MEK – A Free Iran’s Strongest Lobby In USA

PMOI – People’s Mojahedin Organization of Iran

By Nooredin Abedian

OpEdNews Website, 16 Sept 2011 – Following events in Arab Spring, Tehran finds that it has to ensure maximum pressure on its opposition. Delisting MEK helps opponents seeking democracy in Iran and will be a blow for the fundamentalist dictator in Iran.
What’s wrong with the so-called lobbying of a group accused of terrorism, in order to repel the nomination, even if the said nomination affects US foreign policy?

More surprising is that an entity known as the Iranian regime’s strongest lobby in the United States, which has been asked several times to register as a ‘foreign agent’ of the clerical regime in the country under the Freedom of Information Act, raise hell about the ‘lobbying to get a terrorist group off State Department’s Foreign Terrorist Organizations (FTO)’ list’. 

In spite of having seemingly served as ‘policy advisor on foreign affairs issues’ in the Congress, Jamal Abdi, policy director of the National Iranian American Council (NIAC) recommends that ‘lobbying’ for the MEK, the main Iranian opposition movement put in 1997 on the US State Department’s list of FTOs be stopped at any price, as it sees the effort a ‘campaign to manipulate US national security decisions’.

The reasoning that the MEK is a terrorist organization as presented by Mr. Abdi has nothing new to all that has been put forward against the opposition by the clerical regime in power in Iran, that is having killed Americans in 1970s when the Shah was in power in Iran, having tortured its own members, having kept its members by force in Iraq where they are currently under deadly attacks from the pro-Iranian government of Nouri Al-Maliki. The only new element Mr. Abdi has added to the old rhetoric by the clerics is his claim that the ‘UN High Commissioner on Refugees has publicly offered to facilitate a refugee resettlement process but has stated that individuals at Ashraf (camp where 3400 MEK members are staying in Iraq) have refused to renounce violence, a prerequisite to participating.’

As an observer of Iranian politics, I find the above allegations ‘perverse’, as the English special court on proscribed organizations ruling in 2007 on the same issue called them. But just for information: The Americans killed in 1970 were not assassinated by the MEK, but by a splinter group according to a public report of the Rockwell Company, for whom the men worked at the time. The writer refers to RAND corp.’s report on the MEK to reason that members have been kept in Ashraf against there will, but nor him neither RAND do not mention that every member of the MEK was interviewed privately by several agencies of the United States before the RAND report and anybody expressing a wish to leave did actually leave the camp, so how could they have been kept there against their will, in a camp under US surveillance?

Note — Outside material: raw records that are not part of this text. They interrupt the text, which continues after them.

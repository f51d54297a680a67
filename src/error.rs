//! Centralized error type for the shoebox umbrella crate.
//!
//! Wraps all subsystem errors so `?` propagates naturally across crate boundaries.

use thiserror::Error;

use crate::fsm::Rejection;

#[derive(Error, Debug)]
pub enum Error {
    #[error(transparent)]
    Core(#[from] shoebox_core::Error),

    #[error("Graph: {0}")]
    Graph(#[from] shoebox_graph::Error),

    #[error("Rejected: {0}")]
    Rejected(#[from] Rejection),

    #[error("Spatializer unavailable: {0}")]
    SpatializerUnavailable(String),

    #[error("Spatializer was lost, restart the session")]
    SpatializerLost,

    #[error("Unknown object model: {0}")]
    UnknownObject(String),
}

pub type Result<T> = std::result::Result<T, Error>;
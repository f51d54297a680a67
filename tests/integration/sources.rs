//! Source graph integration tests
//!
//! Placement rules, lane renumbering on removal, the silent placeholder
//! and synchronized playback.

use approx::assert_abs_diff_eq;
use proptest::prelude::*;
use shoebox::graph::{BusInput, ProducerEvent, SpatializerCall, TestRecorder, PLAYBACK_START_DELAY};
use shoebox::prelude::*;
use shoebox::{NodeId, Rejection, RouteChange};

#[path = "../helpers/mod.rs"]
mod helpers;
use helpers::tolerances::{FLOAT_EPSILON, GEOMETRY_EPSILON};
use helpers::*;

/// Room 4 x 5 x 2.5 m at yaw 0 with three sources; remove the one on lane 1.
#[test]
fn test_end_to_end_remove_middle_lane() {
    let h = harness_with_room();
    let room = h.room();
    assert_abs_diff_eq!(room.width, 4.0, epsilon = FLOAT_EPSILON);
    assert_abs_diff_eq!(room.height, 2.5, epsilon = FLOAT_EPSILON);
    let front = h
        .engine
        .with_controller(|c| *c.geometry().unwrap().surface(SurfaceName::Front));
    assert_abs_diff_eq!(front.width, 4.0, epsilon = GEOMETRY_EPSILON);
    assert_abs_diff_eq!(front.height, 2.5, epsilon = GEOMETRY_EPSILON);

    let ids: Vec<SourceId> = (1..=3)
        .map(|n| h.engine.place_source(spec(n)).unwrap())
        .collect();
    let lane_one = ids
        .iter()
        .copied()
        .find(|id| h.engine.with_controller(|c| c.graph().lane_of(*id).unwrap()) == 1)
        .unwrap();
    h.spatializer.clear();

    h.engine.remove_source(lane_one).unwrap();

    let lanes = h.engine.with_controller(|c| {
        ids.iter()
            .filter(|id| **id != lane_one)
            .map(|id| c.graph().lane_of(*id).unwrap())
            .collect::<Vec<_>>()
    });
    assert_eq!(lanes, vec![0, 1]);
    assert_eq!(h.count(|c| matches!(c, SpatializerCall::RemoveSource(_))), 1);
    assert_eq!(
        h.calls(),
        vec![
            SpatializerCall::RemoveSource(ids[1]),
            SpatializerCall::SetSourcePosition(ids[0], Vec3::new(1.0, 0.0, -1.0)),
            SpatializerCall::SetSourcePosition(ids[2], Vec3::new(3.0, 0.0, -1.0)),
        ]
    );
    assert_eq!(h.bus.input(1), Some(BusInput::Node(NodeId(3))));
    assert!(!h.bus.is_attached(NodeId(2)));
}

#[test]
fn test_remove_all_restores_placeholder() {
    let h = harness_with_room();
    for n in 1..=3 {
        h.engine.place_source(spec(n)).unwrap();
    }
    h.engine.start_playing().unwrap();
    assert!(h.engine.is_playing());

    assert_eq!(h.engine.remove_all_sources().unwrap(), 3);

    assert_eq!(h.bus.input(0), Some(BusInput::Placeholder));
    assert_eq!(h.bus.lanes().len(), 1);
    assert!(!h.engine.is_playing());
    assert_eq!(h.engine.mode(), EnvironmentMode::Default);
}

#[test]
fn test_unknown_source_is_rejected() {
    let h = harness_with_room();
    h.engine.place_source(spec(1)).unwrap();
    h.spatializer.clear();

    let result = h.engine.remove_source(SourceId(99));
    assert!(matches!(
        result,
        Err(Error::Graph(shoebox::graph::Error::UnknownSource(SourceId(99))))
    ));
    assert!(h.calls().is_empty());
    assert_eq!(h.engine.source_count(), 1);
}

#[test]
fn test_placement_requires_floor() {
    let h = harness();
    assert!(matches!(
        h.engine.place_source(spec(1)),
        Err(Error::Core(shoebox::core::Error::NoFloor))
    ));
    assert_eq!(h.bus.input(0), Some(BusInput::Placeholder));
}

#[test]
fn test_placement_rejected_while_room_is_shown() {
    let h = harness_with_room();
    h.engine.set_visible(true).unwrap();
    assert!(matches!(
        h.engine.place_source(spec(1)),
        Err(Error::Rejected(Rejection::EnvironmentVisible))
    ));

    h.engine.begin_painting().unwrap();
    assert!(matches!(
        h.engine.place_source(spec(1)),
        Err(Error::Rejected(Rejection::Busy(EnvironmentMode::PaintingMaterial)))
    ));
}

#[test]
fn test_place_catalog_object() {
    let h = harness_with_room();
    let position = Vec3::new(0.5, 0.0, -1.0);

    let id = h
        .engine
        .place_object("radio", Box::new(producer(10)), position, Alignment::Horizontal)
        .unwrap();
    let name = h
        .engine
        .with_controller(|c| c.graph().source(id).unwrap().name().to_string());
    assert_eq!(name, "Radio");
    assert!(h.calls().contains(&SpatializerCall::AddSource(id, position)));
    assert!(h
        .calls()
        .contains(&SpatializerCall::SetSourceMinDistanceGain(id, 0.1)));

    assert!(matches!(
        h.engine
            .place_object("radio", Box::new(producer(11)), position, Alignment::Vertical),
        Err(Error::Rejected(Rejection::AlignmentNotAllowed))
    ));
    assert!(matches!(
        h.engine
            .place_object("piano", Box::new(producer(12)), position, Alignment::Horizontal),
        Err(Error::UnknownObject(_))
    ));
}

#[test]
fn test_play_requires_sources() {
    let h = harness_with_room();
    assert!(matches!(
        h.engine.start_playing(),
        Err(Error::Rejected(Rejection::NoSources))
    ));
    assert!(!h.engine.is_playing());
}

#[test]
fn test_playback_starts_synchronized() {
    let h = harness_with_room();
    let a = producer(1);
    let b = producer(2);
    h.engine
        .place_source(SourceSpec::new("a", Box::new(a.clone())))
        .unwrap();
    h.engine
        .place_source(SourceSpec::new("b", Box::new(b.clone())))
        .unwrap();
    h.engine.select_clip(1).unwrap();
    h.engine.toggle_debug().unwrap();
    h.engine.set_visible(true).unwrap();
    h.spatializer.clear();

    h.engine.start_playing().unwrap();

    let (ProducerEvent::Play { clip, start_at }, ProducerEvent::Play { start_at: other, .. }) =
        (a.events()[0], b.events()[0])
    else {
        panic!("expected play events");
    };
    assert_eq!(clip, 1);
    assert_eq!(start_at, other);
    assert!(start_at >= PLAYBACK_START_DELAY);

    // Playing hides the room, clears the overlay and pushes positions
    {
        let scene = h.scene.lock();
        assert!(scene.is_hidden());
        assert!(!scene.debug_overlay());
    }
    assert_eq!(
        h.count(|c| matches!(c, SpatializerCall::SetSourcePosition(..))),
        2
    );
    assert_eq!(h.engine.mode(), EnvironmentMode::Playing);
}

fn is_room_push(call: &SpatializerCall) -> bool {
    matches!(
        call,
        SpatializerCall::SetEnvironmentShoebox { .. }
            | SpatializerCall::SetShoeboxOrigin(_)
            | SpatializerCall::SetShoeboxOrientation { .. }
            | SpatializerCall::SetShoeboxDimensions { .. }
    )
}

#[test]
fn test_room_frozen_while_playing() {
    let h = harness_with_room();
    h.engine.set_locked(false).unwrap();
    h.engine.place_source(spec(1)).unwrap();
    h.engine.start_playing().unwrap();
    let before = h.room();
    h.spatializer.clear();

    let update = h
        .engine
        .on_anchor_updated(AnchorId(1), floor(6.0, 6.0))
        .unwrap();
    assert_eq!(update, shoebox::RoomUpdate::Held);
    assert_eq!(h.room(), before);
    assert_eq!(h.count(is_room_push), 0);
    assert!(!h.engine.with_controller(|c| c.is_locked()));

    assert!(matches!(
        h.engine.set_visible(true),
        Err(Error::Rejected(Rejection::Busy(EnvironmentMode::Playing)))
    ));
}

#[test]
fn test_floor_reacquire_while_playing_keeps_room() {
    let h = harness_with_room();
    h.engine
        .assign_material(SurfaceName::Left, "brick_bare")
        .unwrap();
    h.engine.place_source(spec(1)).unwrap();
    h.engine.start_playing().unwrap();
    let before = h.room();
    h.spatializer.clear();

    h.engine.on_anchor_removed(AnchorId(1)).unwrap();
    let update = h
        .engine
        .on_anchor_added(AnchorId(2), floor_at(6.0, 7.0, -0.2))
        .unwrap();

    assert_eq!(update, shoebox::RoomUpdate::Held);
    assert_eq!(h.room(), before);
    assert_eq!(h.count(is_room_push), 0);
    assert_eq!(
        h.count(|c| matches!(c, SpatializerCall::SetReflectionMaterial { .. })),
        0
    );
    let left = h
        .engine
        .with_controller(|c| c.materials().get(SurfaceName::Left));
    assert_eq!(left.as_str(), "brick_bare");
    assert!(h.engine.is_playing());
}

#[test]
fn test_toggle_play_and_recording() {
    let recorder = TestRecorder::new();
    let h = harness_with_room();
    h.engine
        .with_controller(|c| assert!(!c.graph().is_recording()));
    drop(h);

    // Recorder is wired through the builder
    let engine = ShoeboxEngine::builder()
        .config(test_config())
        .catalog(test_catalog())
        .headless()
        .recorder(recorder.clone())
        .build()
        .unwrap();
    engine.on_anchor_added(AnchorId(1), floor(4.0, 5.0)).unwrap();
    engine.place_source(spec(1)).unwrap();

    assert!(engine.toggle_play().unwrap());
    assert!(recorder.is_active());
    assert!(!engine.toggle_play().unwrap());
    assert!(!recorder.is_active());
    assert_eq!(engine.mode(), EnvironmentMode::Default);

    // Route changes are reported but leave playback alone
    assert!(engine.toggle_play().unwrap());
    engine.handle_route_change(RouteChange::OldDeviceUnavailable);
    assert!(engine.is_playing());
    assert_eq!(recorder.starts(), 2);
}

#[test]
fn test_select_clip_out_of_range() {
    let h = harness_with_room();
    h.engine.place_source(spec(1)).unwrap();
    assert!(matches!(
        h.engine.select_clip(5),
        Err(Error::Graph(shoebox::graph::Error::ClipOutOfRange { clip: 5, available: 2 }))
    ));
}

#[test]
fn test_move_source_clamped_to_listener_range() {
    let h = harness_with_room();
    let id = h.engine.place_source(spec(1)).unwrap();
    h.engine
        .submit_listener_pose(Pose::from_position(Vec3::new(0.0, 1.5, 0.0)));
    h.engine.pump();

    let position = h
        .engine
        .move_source(id, Vec3::new(0.0, 1.5, -30.0), false)
        .unwrap();
    assert_abs_diff_eq!(position.z, -10.0, epsilon = GEOMETRY_EPSILON);
    assert_abs_diff_eq!(position.y, 1.5, epsilon = GEOMETRY_EPSILON);
    h.engine.finish_move(id).unwrap();

    let rotation = h.engine.rotate_source(id, 2.5 * std::f32::consts::PI).unwrap();
    assert_abs_diff_eq!(rotation, 0.5 * std::f32::consts::PI, epsilon = GEOMETRY_EPSILON);

    // Stopped: the spatializer hears about it on the next play
    assert_eq!(
        h.count(|c| matches!(c, SpatializerCall::SetSourcePosition(..))),
        0
    );
}

#[test]
fn test_source_ids_are_not_reused() {
    let h = harness_with_room();
    let first = h.engine.place_source(spec(1)).unwrap();
    h.engine.remove_source(first).unwrap();
    let second = h.engine.place_source(spec(2)).unwrap();
    assert_eq!(first, SourceId(1));
    assert_eq!(second, SourceId(2));
}

proptest! {
    #![proptest_config(ProptestConfig::with_cases(32))]

    /// Whatever is placed and removed, lanes stay `0..N-1` and the bus agrees.
    #[test]
    fn prop_engine_lanes_stay_contiguous(
        ops in proptest::collection::vec((any::<bool>(), 0usize..8), 1..24)
    ) {
        let h = harness_with_room();
        let mut live: Vec<SourceId> = Vec::new();
        let mut node = 0;

        for (place, pick) in ops {
            if place || live.is_empty() {
                node += 1;
                live.push(h.engine.place_source(spec(node)).unwrap());
            } else {
                let id = live.remove(pick % live.len());
                h.engine.remove_source(id).unwrap();
            }

            let lanes = h.engine.with_controller(|c| c.graph().lanes());
            prop_assert_eq!(lanes, (0..live.len()).collect::<Vec<_>>());
            if live.is_empty() {
                prop_assert_eq!(h.bus.input(0), Some(BusInput::Placeholder));
            } else {
                prop_assert_eq!(h.bus.lanes().len(), live.len());
            }
        }
    }
}
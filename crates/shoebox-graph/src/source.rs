//! Sound sources and their audio producers.

use std::collections::VecDeque;

use glam::Vec3;
use shoebox_core::{normalize_angle, SourceId};

use crate::bus::{Lane, NodeId};

/// Farthest a source may be placed from the camera (meters).
pub const MAX_CAMERA_DISTANCE: f32 = 10.0;

/// Number of recent camera distances averaged while dragging a source.
pub const SMOOTHING_WINDOW: usize = 10;

/// Radius beyond which distance attenuation starts, when none is given.
pub const DEFAULT_MIN_DISTANCE_GAIN: f32 = 0.1;

/// Plays decoded audio into the host graph.
///
/// Scheduling and decoding live behind this trait; the graph only wires the
/// node and tells it when to start and stop.
pub trait AudioProducer: Send {
    /// Host graph node carrying this producer's output.
    fn node(&self) -> NodeId;

    /// Schedule clip `clip` to start at host time `start_at` (seconds).
    fn play(&mut self, clip: usize, start_at: f64);

    fn stop(&mut self);

    /// Number of clips this producer can play.
    fn clip_count(&self) -> usize;
}

/// Everything needed to load a source.
pub struct SourceSpec {
    pub name: String,
    pub position: Vec3,
    pub min_distance_gain: f32,
    pub producer: Box<dyn AudioProducer>,
}

impl SourceSpec {
    pub fn new(name: impl Into<String>, producer: Box<dyn AudioProducer>) -> Self {
        Self {
            name: name.into(),
            position: Vec3::ZERO,
            min_distance_gain: DEFAULT_MIN_DISTANCE_GAIN,
            producer,
        }
    }

    pub fn at(mut self, position: Vec3) -> Self {
        self.position = position;
        self
    }

    pub fn min_distance_gain(mut self, gain: f32) -> Self {
        self.min_distance_gain = gain;
        self
    }
}

/// Camera-relative placement with distance smoothing.
///
/// Only the perceived distance is averaged, not the direction, so a dragged
/// source follows the finger without lag but does not jitter in depth.
#[derive(Debug, Clone, Default)]
pub struct Placement {
    recent_distances: VecDeque<f32>,
    rotation: f32,
}

impl Placement {
    pub fn new() -> Self {
        Self::default()
    }

    /// Resolve a requested world position against the camera position.
    pub fn place(&mut self, target: Vec3, camera: Vec3, smooth: bool) -> Vec3 {
        let mut offset = target - camera;
        if offset.length() > MAX_CAMERA_DISTANCE {
            offset = offset.normalize_or_zero() * MAX_CAMERA_DISTANCE;
        }

        if !smooth {
            return camera + offset;
        }

        self.recent_distances.push_back(offset.length());
        while self.recent_distances.len() > SMOOTHING_WINDOW {
            self.recent_distances.pop_front();
        }
        let average =
            self.recent_distances.iter().sum::<f32>() / self.recent_distances.len() as f32;
        camera + offset.normalize_or_zero() * average
    }

    /// Forget the smoothing history.
    pub fn reset(&mut self) {
        self.recent_distances.clear();
    }

    pub fn rotation(&self) -> f32 {
        self.rotation
    }

    /// Set the rotation about the local up axis, wrapped into (-pi, pi].
    pub fn set_rotation(&mut self, radians: f32) {
        self.rotation = normalize_angle(radians);
    }

    pub fn history_len(&self) -> usize {
        self.recent_distances.len()
    }
}

/// A placed emitter, owned by the source graph.
pub struct SoundSource {
    pub(crate) id: SourceId,
    pub(crate) lane: Lane,
    pub(crate) name: String,
    pub(crate) position: Vec3,
    pub(crate) min_distance_gain: f32,
    pub(crate) producer: Box<dyn AudioProducer>,
    pub(crate) placement: Placement,
}

impl SoundSource {
    pub fn id(&self) -> SourceId {
        self.id
    }

    pub fn lane(&self) -> Lane {
        self.lane
    }

    pub fn name(&self) -> &str {
        &self.name
    }

    pub fn position(&self) -> Vec3 {
        self.position
    }

    pub fn min_distance_gain(&self) -> f32 {
        self.min_distance_gain
    }

    pub fn node(&self) -> NodeId {
        self.producer.node()
    }

    pub fn rotation(&self) -> f32 {
        self.placement.rotation()
    }
}

impl core::fmt::Debug for SoundSource {
    fn fmt(&self, f: &mut core::fmt::Formatter<'_>) -> core::fmt::Result {
        f.debug_struct("SoundSource")
            .field("id", &self.id)
            .field("lane", &self.lane)
            .field("name", &self.name)
            .field("position", &self.position)
            .field("node", &self.producer.node())
            .finish()
    }
}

The writer is keen to cite Human Rights’ Watch as his source for alleging MEK tortured members, but the whole HRW report has been much discredited because it was only based on telephone interviews with alleged former members several of whom were later shown to be bought by the clerical regime’s security and intelligence apparatus. Apart that, several of the interviewed individuals admitted that the MEK had helped them find refuge in the West. Does that make sense that an organization tortures its members and then send them out to the world to speak about that? Did a single such case exist during the Cold war?   And the part about the UN High Commissioner for Refugees is simply not true. First of all, never does the UN body impose such conditions, as to renounce violence as a prerequisite of being accepted as asylum seeker. Then every member of the MEK has rendered his or her arm to the US forces in 2003 and is categorically considered as having renounced violence, so the allegations is twice untrue.

But what is striking in Mr. Abdi’s article is not the lack of truth. Not only is he repeating allegations put forward by the clerics in power in Tehran, but he recommends that measures similar to those used down there be applied here, that is to prevent people, even famous ex-authorities, from expressing their views, on pretext of ‘national security’. He seems to ignore that before ‘national security’, the Gods have placed the ‘rule of law’, though he knows pretty well that all those people being hanged in public in Iran are hanged under similar allegations, which is having put in jeopardy the national security. I am sure that if it were to the clerics, they would not hesitate to hang people in Washington for having expressed their views freely. Fortunately that is not what the writer is calling for, he just wants them silenced. So would the clerics in Iran.

Nooredin Abedian taught in Iranian higher-education institutions before settling in France as a political refugee in 1981. He writes for a variety of publications on Iranian politics and issues concerning human rights.